A este último retorno a la Escuela me empujó el deseo de recibir clases de un par de arquitectos que aún siguen siendo voz de mi conciencia de proyectista, y de una escultora por la que sentía y siento una gran admiración. Al cabo, fue ella quien me mostró, sin darse cuenta, la verdad y esencia del método que algunos podrían definir coloquialmente como ¡buscarse la vida!. Si el viejo profesor lo había verbalizado previamente, ella fue la prueba misma de la existencia del método del leñador, que solía aplicar con gran capacidad y obstinada insistencia.
También fue ella quien cambió mi destino en la Escuela, para siempre. Ocurrió durante una de mis encendidas defensas de qué cosas deberían hacerse; aunque esta vez no sucedió en los indolentes pasillos, sino en la Sala de Dirección y en presencia del severo geómetra. La escultora, dando forma y cauce al método aplicado a mis inquietudes con la Escuela, me retó: pues, tiene usted una oportunidad de oro para llevar a cabo todo lo que proclama: preséntese a las próximas elecciones al Consejo Escolar, exponga sus proyectos, gánelas e incidirá en las decisiones internas. De camino, prosiguió mi viejo profesor, preséntese como delegado de centro y podrá defender sus ideas y las de sus compañeros directamente en la Delegación. Me desarmó y no me quedó mas remedio que aceptar el desafío. Fueron mis años más felices y de más intensa actividad en el centro, junto a un grupo de alumnos y profesores empeñados en no caer en la inactividad, ni en la desesperanza. Lo recuerdo como un tiempo muy constructivo, al menos para mí, durante el cual no volví a sentir la antigua desazón, hija de la pasividad y de la indolencia.

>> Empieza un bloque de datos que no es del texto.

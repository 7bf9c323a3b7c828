//! Settings persistence boundary.
//!
//! The engine reads one [`SettingsSnapshot`] at construction and writes
//! back through explicit save calls. How and where the snapshot is stored
//! is the implementor's concern; the engine only sees the trait. A read
//! failure degrades to defaults, a highscore write failure is logged and
//! absorbed, and a config write failure propagates to the caller.

use std::sync::Mutex;

use async_trait::async_trait;
use serde::{Deserialize, Serialize};
use thiserror::Error;

use crate::core::RoundConfig;

/// Settings storage failure.
#[derive(Clone, Debug, Error, PartialEq, Eq)]
pub enum StorageError {
    /// The backing store could not be read or written.
    #[error("settings storage unavailable: {0}")]
    Unavailable(String),
}

/// Everything the engine persists.
///
/// Missing fields deserialize to their defaults, so a snapshot written by
/// an older version (or a partially corrupt one) degrades field by field
/// instead of failing wholesale.
#[derive(Clone, Debug, Default, PartialEq, Eq, Serialize, Deserialize)]
#[serde(default)]
pub struct SettingsSnapshot {
    /// Best round score seen so far.
    pub highscore: u32,
    /// Round parameters as last saved.
    pub config: RoundConfig,
}

/// Persistence interface consumed by the engine.
#[async_trait]
pub trait SettingsStore: Send + Sync {
    /// Read the persisted snapshot.
    async fn load(&self) -> Result<SettingsSnapshot, StorageError>;

    /// Persist a new highscore.
    async fn save_highscore(&self, highscore: u32) -> Result<(), StorageError>;

    /// Persist the current round configuration.
    async fn save_config(&self, config: &RoundConfig) -> Result<(), StorageError>;
}

/// In-memory store: the default when no persistence is wired up, and the
/// workhorse of the engine tests.
#[derive(Debug, Default)]
pub struct MemorySettingsStore {
    snapshot: Mutex<SettingsSnapshot>,
}

impl MemorySettingsStore {
    /// Create an empty store (defaults on first load).
    #[must_use]
    pub fn new() -> Self {
        Self::default()
    }

    /// Create a store pre-seeded with a snapshot.
    #[must_use]
    pub fn with_snapshot(snapshot: SettingsSnapshot) -> Self {
        Self {
            snapshot: Mutex::new(snapshot),
        }
    }

    /// The snapshot as currently stored.
    #[must_use]
    pub fn snapshot(&self) -> SettingsSnapshot {
        self.snapshot.lock().expect("settings store poisoned").clone()
    }
}

#[async_trait]
impl SettingsStore for MemorySettingsStore {
    async fn load(&self) -> Result<SettingsSnapshot, StorageError> {
        Ok(self.snapshot())
    }

    async fn save_highscore(&self, highscore: u32) -> Result<(), StorageError> {
        self.snapshot
            .lock()
            .expect("settings store poisoned")
            .highscore = highscore;
        Ok(())
    }

    async fn save_config(&self, config: &RoundConfig) -> Result<(), StorageError> {
        self.snapshot
            .lock()
            .expect("settings store poisoned")
            .config = config.clone();
        Ok(())
    }
}
//! Micro-benchmarks for index cursor advancement.
//!
//! Compares the amortized O(1) cursor sweeps against recomputing each step's
//! index from scratch, on a representative joint space.
//!
//! # Running
//!
//! ```sh
//! cargo bench --bench cursors
//! ```

use std::hint;

use criterion::{Criterion, criterion_group, criterion_main};
use varspace_core::{Variable, VariableCollection};
use varspace_index::{
    EmbeddingIndex, PermutationIndex, ProjectingIndex, testing::projected_index,
};

fn joint_space() -> (VariableCollection, VariableCollection) {
    // Eight ternary variables, projecting onto every other one.
    let full: VariableCollection = (0..8).map(|id| Variable::new(id, 3)).collect();
    let sub: VariableCollection = (0..8)
        .step_by(2)
        .map(|id| Variable::new(id, 3))
        .collect();
    (full, sub)
}

fn bench_projecting_sweep(c: &mut Criterion) {
    let (full, sub) = joint_space();
    c.bench_function("projecting_sweep", |b| {
        b.iter(|| {
            let mut cursor = ProjectingIndex::new(&full, &sub);
            let mut sum = 0_usize;
            for _ in 0..cursor.end() {
                sum = sum.wrapping_add(cursor.current());
                cursor.advance();
            }
            hint::black_box(sum)
        });
    });
}

fn bench_projecting_naive(c: &mut Criterion) {
    let (full, sub) = joint_space();
    c.bench_function("projecting_naive_recompute", |b| {
        b.iter(|| {
            let mut sum = 0_usize;
            for step in 0..full.num_states() {
                sum = sum.wrapping_add(projected_index(&full, &sub, step));
            }
            hint::black_box(sum)
        });
    });
}

fn bench_embedding_sweep(c: &mut Criterion) {
    let (full, sub) = joint_space();
    c.bench_function("embedding_sweep", |b| {
        b.iter(|| {
            let mut sum = 0_usize;
            let comp = full.difference(&sub);
            let mut offsets = EmbeddingIndex::new(&full, &comp, 0);
            for _ in 0..comp.num_states() {
                let mut cursor = EmbeddingIndex::new(&full, &sub, offsets.current());
                for _ in 0..sub.num_states() {
                    sum = sum.wrapping_add(cursor.current());
                    cursor.advance();
                }
                offsets.advance();
            }
            hint::black_box(sum)
        });
    });
}

fn bench_permutation_convert(c: &mut Criterion) {
    let order: Vec<_> = (0..8).rev().map(|id| Variable::new(id, 3)).collect();
    let perm = PermutationIndex::new(&order, false);
    c.bench_function("permutation_convert", |b| {
        b.iter(|| {
            let mut sum = 0_usize;
            for i in 0..perm.end() {
                sum = sum.wrapping_add(perm.convert(i));
            }
            hint::black_box(sum)
        });
    });
}

criterion_group!(
    benches,
    bench_projecting_sweep,
    bench_projecting_naive,
    bench_embedding_sweep,
    bench_permutation_convert
);
criterion_main!(benches);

Cuando me incorporé a la Escuela en esta tercera etapa, el curso estaba ya comenzado y la primera clase a la que me dirigía, también. Como recordaba perfectamente el fingido mal carácter de mi viejo profesor, ya cercano a su jubilación, me acomodé en la última fila, sin apenas hacer ruido. Él me miró de reojo y dio un profundo suspiro mientras cerraba los párpados pausadamente, mostrando así la paciencia que tenía conmigo ante aquella interrupción. Al término de la exposición del ejercicio que se debía realizar en clase, los alumnos irrumpieron en voces. Los tecnócratas afirmaron: ¡no es posible realizar el ejercicio con tan pocos elementos, faltan datos!; los legalistas, entre aspavientos, exclamaron: ¡eso es temario de otro trimestre y por lo tanto no estamos obligados a realizarlo!; el despistado preguntó: ¿podemos usar calculadora?. Todos se giraron hacia mí cuando el viejo profesor me miró y pausadamente me dijo: mi buen amigo y nunca suficientemente bien ponderado alumno Torné, parece usted impaciente por revelarnos el método a través del cual se puede resolver este ejercicio, ¿no es así?. Sí, señor, respondí mordiéndome la sonrisa, el método del leñador de Oklahoma.